The impacts of e-waste pollution on the microbial community structure and their composition at several recycling sites have been reported by various recent research studies (Liu et al. 2015). The effects of organic compounds and heavy metals are very complex in the bacterial community in a natural environment. Various physical, chemical, and biotic factors reveal this complexity (Battin et al. 2008). The soil microbial activity and composition are closely linked to soil potency and ecological features. The microbial community composition is mainly affected by the heavy metals’ toxicity and diverse levels of PAHs (Wang et al. 2007; Zhang et al. 2010b). Taxonomic examination specified that b-proteobacteria and Firmicutes were plentiful microbial families in PAH-contaminated soils.

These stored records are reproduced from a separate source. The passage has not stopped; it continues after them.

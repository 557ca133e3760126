use std::sync::Arc;

use architecture::{MutableRepository, PaginationResult};
use async_trait::async_trait;
use chrono::{DateTime, Utc};
use domain_fleet::model::entity::ReservationOwner;
use domain_maintenance::{
    exception::{MaintenanceException, MaintenanceResult},
    model::{
        entity::{
            resource::TaskLinkStatus, HistoryAction, HistoryEntry, HistoryOwner, Order,
            ProgrammingStatus, StatusChange,
        },
        vo::{
            AnomalyStatus, ChecklistUpdate, FinishOrder, MaterialUpdate, OrderFilter,
            ScheduleOrder, StartOrder, ToolUpdate,
        },
    },
    repository::{MaintenanceStore, MaintenanceTransaction},
    service::OrderService,
};
use typed_builder::TypedBuilder;
use uuid::Uuid;

use crate::{
    anomaly_sync::AnomalySynchronizer,
    order_generation::generate_order,
    reservation,
    unit_of_work::{load_order, load_programming, within, WorkflowSettings},
};

#[derive(TypedBuilder)]
pub struct OrderServiceImpl {
    store: Arc<dyn MaintenanceStore>,
    anomaly_sync: AnomalySynchronizer,
    #[builder(default)]
    settings: WorkflowSettings,
}

/// Persists the order and its history entry, then commits.
async fn save(
    tx: Box<dyn MaintenanceTransaction>,
    order: &Order,
    action: HistoryAction,
    change: StatusChange,
    note: Option<String>,
    actor: Option<Uuid>,
    now: DateTime<Utc>,
) -> MaintenanceResult<()> {
    tx.orders().update(order).await?;
    tx.histories()
        .append(
            &HistoryEntry::new(HistoryOwner::Order(order.id), action, actor, now)
                .with_note(note)
                .with_change(change),
        )
        .await?;
    tx.commit().await?;
    Ok(())
}

impl OrderServiceImpl {
    /// Loads the order, applies `step` and records it under `action`.
    async fn apply<F>(
        &self,
        id: Uuid,
        action: HistoryAction,
        note: Option<String>,
        actor: Option<Uuid>,
        step: F,
    ) -> MaintenanceResult<Order>
    where
        F: FnOnce(&mut Order, DateTime<Utc>) -> MaintenanceResult<StatusChange> + Send,
    {
        within(self.settings.transaction_timeout, async {
            let tx = self.store.begin().await?;
            let mut order = load_order(tx.as_ref(), id).await?;
            let now = Utc::now();
            let change = step(&mut order, now)?;
            save(tx, &order, action, change, note, actor, now).await?;
            tracing::info!("Order {}: {action:?}", order.number);
            Ok(order)
        })
        .await
    }

    async fn resolve_task(
        &self,
        id: Uuid,
        task_id: Uuid,
        outcome: TaskLinkStatus,
        note: Option<String>,
        actor: Option<Uuid>,
    ) -> MaintenanceResult<Order> {
        let action = match outcome {
            TaskLinkStatus::Cancelled => HistoryAction::TarefaCancelada,
            _ => HistoryAction::TarefaConcluida,
        };
        let history_note = note.clone();
        self.apply(id, action, history_note, actor, move |order, now| {
            order.resolve_task(task_id, outcome, note, actor, now)
        })
        .await
    }
}

#[async_trait]
impl OrderService for OrderServiceImpl {
    async fn list(&self, filter: OrderFilter) -> MaintenanceResult<PaginationResult<Order>> {
        within(self.settings.transaction_timeout, async {
            let tx = self.store.begin().await?;
            Ok(tx.orders().query(&filter).await?)
        })
        .await
    }

    async fn get(&self, id: Uuid) -> MaintenanceResult<Order> {
        within(self.settings.transaction_timeout, async {
            let tx = self.store.begin().await?;
            load_order(tx.as_ref(), id).await
        })
        .await
    }

    async fn schedule(
        &self,
        id: Uuid,
        plan: ScheduleOrder,
        actor: Option<Uuid>,
    ) -> MaintenanceResult<Order> {
        within(self.settings.transaction_timeout, async {
            let tx = self.store.begin().await?;
            let mut order = load_order(tx.as_ref(), id).await?;
            let now = Utc::now();
            let change = order.schedule(&plan, actor, now)?;
            if let Some(request) = &plan.vehicle_request {
                order.reservation_id = reservation::reconcile(
                    tx.reservations(),
                    ReservationOwner::Order(order.id),
                    order.reservation_id,
                    Some(request),
                    now,
                )
                .await?;
            }
            save(tx, &order, HistoryAction::Programacao, change, None, actor, now).await?;
            tracing::info!("Scheduled order {} at {}", order.number, plan.scheduled_at);
            Ok(order)
        })
        .await
    }

    async fn start(
        &self,
        id: Uuid,
        crew: StartOrder,
        actor: Option<Uuid>,
    ) -> MaintenanceResult<Order> {
        self.apply(id, HistoryAction::InicioExecucao, None, actor, |order, now| {
            order.start(&crew, actor, now)
        })
        .await
    }

    async fn start_from_programming(
        &self,
        programming_id: Uuid,
        crew: StartOrder,
        actor: Option<Uuid>,
    ) -> MaintenanceResult<Order> {
        let (order, created, anomaly_id) = within(self.settings.transaction_timeout, async {
            let tx = self.store.begin().await?;
            let mut programming = load_programming(tx.as_ref(), programming_id).await?;
            if programming.status != ProgrammingStatus::Approved {
                return Err(MaintenanceException::ProgrammingTransition {
                    id: programming.id,
                    status: programming.status,
                    action: "executed",
                });
            }
            let now = Utc::now();
            let generated = generate_order(tx.as_ref(), &mut programming, actor, now).await?;
            if generated.created {
                tx.programmings().update(&programming).await?;
            }
            let mut order = generated.order;
            let change = order.start_from_programming(&crew, actor, now)?;
            save(tx, &order, HistoryAction::InicioExecucao, change, None, actor, now).await?;
            Ok((order, generated.created, programming.planning.links.anomaly_id))
        })
        .await?;

        tracing::info!(
            "Started order {} from programming {}",
            order.number,
            order.programming_code
        );
        if created {
            self.anomaly_sync.mark(anomaly_id, AnomalyStatus::OrderGenerated).await;
        }
        Ok(order)
    }

    async fn pause(
        &self,
        id: Uuid,
        reason: String,
        actor: Option<Uuid>,
    ) -> MaintenanceResult<Order> {
        let note = Some(reason.clone());
        self.apply(id, HistoryAction::Pausa, note, actor, move |order, now| {
            order.pause(&reason, now)
        })
        .await
    }

    async fn resume(
        &self,
        id: Uuid,
        reason: String,
        actor: Option<Uuid>,
    ) -> MaintenanceResult<Order> {
        let note = Some(reason.clone());
        self.apply(id, HistoryAction::Retomada, note, actor, move |order, now| {
            order.resume(&reason, now)
        })
        .await
    }

    async fn update_checklist(
        &self,
        id: Uuid,
        update: ChecklistUpdate,
        actor: Option<Uuid>,
    ) -> MaintenanceResult<Order> {
        self.apply(id, HistoryAction::AtualizacaoChecklist, None, actor, |order, now| {
            order.update_checklist(&update, actor, now)
        })
        .await
    }

    async fn register_materials(
        &self,
        id: Uuid,
        update: MaterialUpdate,
        actor: Option<Uuid>,
    ) -> MaintenanceResult<Order> {
        self.apply(id, HistoryAction::RegistroMateriais, None, actor, |order, now| {
            order.register_materials(&update, now)
        })
        .await
    }

    async fn register_tools(
        &self,
        id: Uuid,
        update: ToolUpdate,
        actor: Option<Uuid>,
    ) -> MaintenanceResult<Order> {
        self.apply(id, HistoryAction::RegistroFerramentas, None, actor, |order, now| {
            order.register_tools(&update, now)
        })
        .await
    }

    async fn complete_task(
        &self,
        id: Uuid,
        task_id: Uuid,
        note: Option<String>,
        actor: Option<Uuid>,
    ) -> MaintenanceResult<Order> {
        self.resolve_task(id, task_id, TaskLinkStatus::Completed, note, actor).await
    }

    async fn cancel_task(
        &self,
        id: Uuid,
        task_id: Uuid,
        note: Option<String>,
        actor: Option<Uuid>,
    ) -> MaintenanceResult<Order> {
        self.resolve_task(id, task_id, TaskLinkStatus::Cancelled, note, actor).await
    }

    async fn finish(
        &self,
        id: Uuid,
        result: FinishOrder,
        actor: Option<Uuid>,
    ) -> MaintenanceResult<Order> {
        let order = within(self.settings.transaction_timeout, async {
            let tx = self.store.begin().await?;
            let mut order = load_order(tx.as_ref(), id).await?;
            let returned =
                reservation::returning(tx.reservations(), order.reservation_id, result.odometer_end)
                    .await?;
            let now = Utc::now();
            let change = order.finish(&result, actor, now)?;
            let pending: Vec<&str> = order
                .pending_mandatory_items()
                .iter()
                .map(|item| item.description.as_str())
                .collect();
            if !pending.is_empty() {
                tracing::warn!(
                    "Order {} finished with open mandatory checklist items: {}",
                    order.number,
                    pending.join(", ")
                );
            }
            reservation::finalize(tx.reservations(), returned, result.odometer_end, now).await?;
            let note = Some(result.closure.summary.clone());
            save(tx, &order, HistoryAction::Finalizacao, change, note, actor, now).await?;
            Ok(order)
        })
        .await?;

        tracing::info!(
            "Finished order {}: {:?} min, cost {:?}",
            order.number,
            order.elapsed_minutes,
            order.real_cost
        );
        self.anomaly_sync
            .resolve(
                order.planning.links.anomaly_id,
                order.closure.as_ref().map(|c| c.summary.clone()),
            )
            .await;
        Ok(order)
    }

    async fn cancel(
        &self,
        id: Uuid,
        reason: String,
        actor: Option<Uuid>,
    ) -> MaintenanceResult<Order> {
        let order = within(self.settings.transaction_timeout, async {
            let tx = self.store.begin().await?;
            let mut order = load_order(tx.as_ref(), id).await?;
            let now = Utc::now();
            let change = order.cancel(&reason, actor, now)?;
            reservation::cancel_active(tx.reservations(), order.reservation_id, &reason, now)
                .await?;
            let note = Some(reason.clone());
            save(tx, &order, HistoryAction::Cancelamento, change, note, actor, now).await?;
            Ok(order)
        })
        .await?;

        tracing::info!("Cancelled order {}", order.number);
        self.anomaly_sync
            .mark(order.planning.links.anomaly_id, AnomalyStatus::Awaiting)
            .await;
        Ok(order)
    }

    async fn history(&self, id: Uuid) -> MaintenanceResult<Vec<HistoryEntry>> {
        within(self.settings.transaction_timeout, async {
            let tx = self.store.begin().await?;
            load_order(tx.as_ref(), id).await?;
            Ok(tx.histories().list_by_owner(HistoryOwner::Order(id)).await?)
        })
        .await
    }
}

Microbial community structure may be affected by several ecological variables. The seasonal variation was described to be insignificant while comparing with soil physicochemical properties by earlier research studies (Krave et al. 2002; Fierer and Jackson 2006). The mobility of heavy metals might be modified by soil pH and organic matter (Calugaru et al. 2016; Pakzad et al. 2016), which may disturb the microbial community structure significantly. Organic carbon was associated with the presence of organic contaminants comprising PCBs, PBDEs, and PAHs (Calugaru et al. 2016; Jiang et al. 2016), additionally influencing microbial access to these toxins and their biological toxicity.

Conclusion

The analysis of e-waste contaminated soil has shown a significant positive relationship between the pairs of some physicochemical properties of the soil. The organic carbon content of the soil was low because of the high temperature and higher aeration in the soil which raises the oxidation rate of organic matter. The correlation coefficient between heavy metals revealed a significant positive correlation. The 16S rRNA gene sequencing has delivered an inclusive appearance at the configuration and variety of microbial populations in the soil polluted by electronic waste, which indicted that collective contamination of metals and toxic biological compounds has a significant influence on the microbiota of soil. The present study revealed that the contamination of heavy metals influences bacterial activities in the soil. The present research study demonstrated that the microbial community structure specifically 16S rRNA gene sequencing indicated the presence of different bacterial species such as Micrococcus aloeverae, Kocuria turfanensis, Bacillus licheniformis, Bacillus jeotgali, Bacillus velezensis, and Bacillus haikouensis as dominant lineages in the soil microbial assemblies. Due to the growing environmental concerns of e-waste, the possible hazards of diversified pollution to the quality and health of soil should be studied further. Such extensive knowledge would contribute to a deeper understanding of the ecological risk assessment of e-waste.